When the rescue party arrives a few days later, the two women are dead, their bodies frozen in the cabin. Oakhurst’s body is discovered nearby: he had shot himself in the heart, having left a suicide note on a playing card which he’d pinned to the tree next to his body.

‘The Outcasts of Poker Flat’: analysis

‘The Outcasts of Poker Flat’ is set at a time when vigilante ‘justice’ and lawlessness were both rife in California, during the Gold Rush that had begun in 1848. But Bret Harte invites us to ask if the titular ‘outcasts’ of the story really deserved their fate. They function, in some ways, as scapegoats: people on whom the rest of the town can heap their own sins and moral failings so as to feel better about themselves and feel as though they are doing something to ‘clean up’ the town.

This is made clear very early on in the story. The third-person narrator tells us that the ‘spasm of virtuous reaction’ in response to the crimes was ‘quite as lawless and ungovernable as any of the acts that provoked it’: the two men hanged in the gulch, we deduce, were unlikely to have been given a fair trial and were instead strung up by a lynch mob.

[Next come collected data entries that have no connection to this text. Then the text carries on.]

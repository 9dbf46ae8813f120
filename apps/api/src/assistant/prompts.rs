use serde::Serialize;

pub const SYSTEM_PROMPT: &str = "\
    You are a CV assistant. You help the user improve their resume, write cover \
    letters, prepare for interviews and plan their career. \
    When a CV is provided, ground every suggestion in its content and refer to \
    sections by their titles. Do NOT invent employers, dates or qualifications. \
    Keep answers concise and use short paragraphs or bullet points.";

/// Shown in place of the CV when there is no current document.
pub const NO_DOCUMENT_NOTE: &str = "The user has no CV open. Answer in general terms.";

#[derive(Debug, Clone, Copy, Serialize)]
pub struct QuickPrompt {
    pub title: &'static str,
    pub description: &'static str,
    pub prompt: &'static str,
}

pub static QUICK_PROMPTS: [QuickPrompt; 6] = [
    QuickPrompt {
        title: "Improve Summary",
        description: "Enhance your professional summary",
        prompt: "Help me improve my professional summary to make it more compelling and impactful.",
    },
    QuickPrompt {
        title: "Optimize Experience",
        description: "Better describe your work experience",
        prompt: "Help me rewrite my work experience descriptions to be more achievement-focused and impactful.",
    },
    QuickPrompt {
        title: "Skills Suggestions",
        description: "Get relevant skills recommendations",
        prompt: "Based on my experience, suggest additional skills I should add to my CV.",
    },
    QuickPrompt {
        title: "Cover Letter",
        description: "Generate a cover letter",
        prompt: "Help me write a compelling cover letter based on my CV.",
    },
    QuickPrompt {
        title: "Interview Prep",
        description: "Prepare for interviews",
        prompt: "Help me prepare for interviews based on my CV and experience.",
    },
    QuickPrompt {
        title: "Career Advice",
        description: "Get personalized career guidance",
        prompt: "Provide career advice based on my current CV and experience.",
    },
];
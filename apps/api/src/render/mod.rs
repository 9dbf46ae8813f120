// Template projector: Document -> render tree, one module per layout.
// Pure functions only. No store access, no I/O; the same document always
// projects to the same tree.

pub mod bodies;
pub mod creative;
pub mod handlers;
pub mod minimal;
pub mod modern;
pub mod node;
pub mod theme;

use std::borrow::Cow;

use tracing::debug;

use crate::models::document::{
    is_css_color, Document, Section, SectionType, TemplateId, ThemeSettings, DEFAULT_ACCENT_COLOR,
};
use crate::models::payloads::{decode_or_default, ContactInfo};
use crate::render::node::{Element, Node};
use crate::render::theme::{base_font_px, px};
use crate::sections::{ordering, registry};

/// Element id the PDF exporter grabs to rasterize the preview.
pub const PREVIEW_ELEMENT_ID: &str = "cv-preview";

pub const NAME_PLACEHOLDER: &str = "Your Name";

/// Projects `document` through the layout selected by its `template_id`.
pub fn project(document: &Document) -> Node {
    let document = with_safe_accent(document);
    let document = document.as_ref();
    let visible = ordering::visible_in_order(&document.sections);
    let slots = Slots::assign(document, &visible);
    match document.template_id {
        TemplateId::Minimal => minimal::render(document, &slots),
        TemplateId::Modern => modern::render(document, &slots),
        TemplateId::Creative => creative::render(document, &slots),
    }
}

// ────────────────────────────────────────────────────────────────────────────
// Slot assignment
// ────────────────────────────────────────────────────────────────────────────

/// Visible sections split into the fixed slots a template may special-case
/// and the remainder, which is laid out generically in display order.
///
/// Each fixed slot takes the first visible section of its type; any further
/// sections of the same type land in `rest`.
pub struct Slots<'a> {
    pub contact: Option<&'a Section>,
    pub summary: Option<&'a Section>,
    pub experience: Option<&'a Section>,
    pub education: Option<&'a Section>,
    pub skills: Option<&'a Section>,
    pub rest: Vec<&'a Section>,
    /// Every visible section in display order, slotted ones included.
    pub in_order: Vec<&'a Section>,
    /// The document has no contact section at all (hidden does not count).
    pub contact_missing: bool,
}

impl<'a> Slots<'a> {
    fn assign(document: &'a Document, visible: &[&'a Section]) -> Self {
        let mut slots = Slots {
            contact: None,
            summary: None,
            experience: None,
            education: None,
            skills: None,
            rest: Vec::new(),
            in_order: visible.to_vec(),
            contact_missing: !document
                .sections
                .iter()
                .any(|s| s.section_type == SectionType::Contact),
        };
        for &section in visible {
            let slot = match section.section_type {
                SectionType::Contact => &mut slots.contact,
                SectionType::Summary => &mut slots.summary,
                SectionType::Experience => &mut slots.experience,
                SectionType::Education => &mut slots.education,
                SectionType::Skills => &mut slots.skills,
                _ => {
                    slots.rest.push(section);
                    continue;
                }
            };
            if slot.is_none() {
                *slot = Some(section);
            } else {
                slots.rest.push(section);
            }
        }
        slots
    }
}

// ────────────────────────────────────────────────────────────────────────────
// Shared building blocks
// ────────────────────────────────────────────────────────────────────────────

fn root(document: &Document) -> Element {
    Element::new("div")
        .attr("id", PREVIEW_ELEMENT_ID)
        .attr("data-template", document.template_id.as_str())
        .style("background-color", "#ffffff")
        .style("color", "#111827")
        .style("font-size", px(base_font_px(document.theme_settings.font_size)))
        .style("line-height", "1.5")
}

/// Swaps an accent colour that is not a plain hex value or keyword for the
/// default before it reaches any inline style.
fn with_safe_accent(document: &Document) -> Cow<'_, Document> {
    if is_css_color(&document.theme_settings.accent_color) {
        return Cow::Borrowed(document);
    }
    debug!("Document {} has an unusable accent colour, rendering with default", document.id);
    let mut sanitized = document.clone();
    sanitized.theme_settings.accent_color = DEFAULT_ACCENT_COLOR.to_string();
    Cow::Owned(sanitized)
}

/// Wrapper every rendered section sits in, tagged with its id and type.
fn section_frame(section: &Section) -> Element {
    Element::new("section")
        .attr("data-section-id", section.id.as_str())
        .attr("data-section-type", section.section_type.as_str())
}

/// The registry's body renderer for the section's type.
fn section_body(section: &Section, theme: &ThemeSettings) -> Node {
    registry::get_renderer(&section.section_type)(section, theme)
}

fn contact_info(section: &Section) -> ContactInfo {
    decode_or_default(&section.data).unwrap_or_default()
}

fn display_name(contact: &ContactInfo) -> &str {
    if contact.full_name.trim().is_empty() {
        NAME_PLACEHOLDER
    } else {
        &contact.full_name
    }
}
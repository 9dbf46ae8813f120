//! Key-value storage backends the document store persists into.

use std::collections::HashMap;
use std::io::Write;
use std::path::{Path, PathBuf};
use std::sync::{Arc, Mutex};

use tempfile::NamedTempFile;
use thiserror::Error;
use tracing::debug;

#[derive(Debug, Error)]
pub enum StorageError {
    #[error("storage I/O error: {0}")]
    Io(#[from] std::io::Error),

    #[error("storage serialization error: {0}")]
    Json(#[from] serde_json::Error),
}

/// Durable string storage addressed by key. Writes replace the whole value.
pub trait KeyValueStorage: Send + Sync {
    fn get(&self, key: &str) -> Result<Option<String>, StorageError>;
    fn set(&self, key: &str, value: &str) -> Result<(), StorageError>;
}

/// One `<key>.json` file per key under a data directory.
pub struct FileStorage {
    dir: PathBuf,
}

impl FileStorage {
    /// Creates the directory if it does not exist yet.
    pub fn new(dir: impl Into<PathBuf>) -> Result<Self, StorageError> {
        let dir = dir.into();
        std::fs::create_dir_all(&dir)?;
        Ok(Self { dir })
    }

    pub fn dir(&self) -> &Path {
        &self.dir
    }

    fn path_for(&self, key: &str) -> PathBuf {
        self.dir.join(format!("{key}.json"))
    }
}

impl KeyValueStorage for FileStorage {
    fn get(&self, key: &str) -> Result<Option<String>, StorageError> {
        match std::fs::read_to_string(self.path_for(key)) {
            Ok(raw) => Ok(Some(raw)),
            Err(e) if e.kind() == std::io::ErrorKind::NotFound => Ok(None),
            Err(e) => Err(e.into()),
        }
    }

    /// Writes to a temp file in the same directory, then renames over the
    /// target, so readers never see a half-written collection.
    fn set(&self, key: &str, value: &str) -> Result<(), StorageError> {
        let path = self.path_for(key);
        let mut tmp = NamedTempFile::new_in(&self.dir)?;
        tmp.write_all(value.as_bytes())?;
        tmp.as_file().sync_all()?;
        tmp.persist(&path).map_err(|e| e.error)?;
        debug!("Wrote {} bytes to {}", value.len(), path.display());
        Ok(())
    }
}

/// In-process storage. Clones share the same map.
#[derive(Clone, Default)]
pub struct MemoryStorage {
    entries: Arc<Mutex<HashMap<String, String>>>,
}

impl MemoryStorage {
    pub fn new() -> Self {
        Self::default()
    }
}

impl KeyValueStorage for MemoryStorage {
    fn get(&self, key: &str) -> Result<Option<String>, StorageError> {
        let entries = self.entries.lock().unwrap_or_else(|e| e.into_inner());
        Ok(entries.get(key).cloned())
    }

    fn set(&self, key: &str, value: &str) -> Result<(), StorageError> {
        let mut entries = self.entries.lock().unwrap_or_else(|e| e.into_inner());
        entries.insert(key.to_string(), value.to_string());
        Ok(())
    }
}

Indeed, Oakhurst is spared from hanging himself, not because the townspeople believe it would be unjust, but because some of them have profited from him by winning money off him in his poker games. In other words, Oakhurst’s ‘crime’ wasn’t playing poker, since there was clearly no shortage of other men in the town willing to play against him (why should he be exiled and not them?): his crime was making a living from the game.

Mr Oakhurst is a double outcast, we might say: as well as being exiled from Poker Flat, he is also something of an outsider to his fellow outcasts. Unlike them, he doesn’t drink, and he has a philosophical outlook which the other outcasts don’t share. His pragmatism dovetails with Simson’s naïve simplicity: it comes as little surprise that Simson lost at poker to Oakhurst.

At the same time, both of their ‘lies’ help to sustain the group when they become snowed in. Oakhurst knows that Uncle Billy stole the mules and deserted them, but he is canny enough to know that feeding Simson and Piney a more hopeful lie will be more judicious than telling them the unpalatable truth. By the same token, Simson’s naïve belief that the snow will soon clear proves as infectious as Oakhurst’s ‘calm’. This, too, is a lie, but it’s a lie whose untruth Simson himself is oblivious to.

At the end of ‘The Outcasts of Poker Flat’, too, Harte invites us to have sympathy for a group of people who have lived – and died – outside the boundaries of conventional society, but who are fundamentally good. Note the symbolism at the end of the story, when the search party arrives and discovers the bodies of Piney and the Duchess:

And when pitying fingers brushed the snow from their wan faces, you could scarcely have told from the equal peace that dwelt upon them, which was she that had sinned. Even the law of Poker Flat recognized this, and turned away, leaving them still locked in each other’s arms.

Since ‘wan’ means ‘pale’ or ‘white’, the two women are as white as the snow that has killed them: even the Duchess’s sins, we might say, have been washed as white as snow, as the searchers leave the two women in their final embrace and their ‘equal peace’.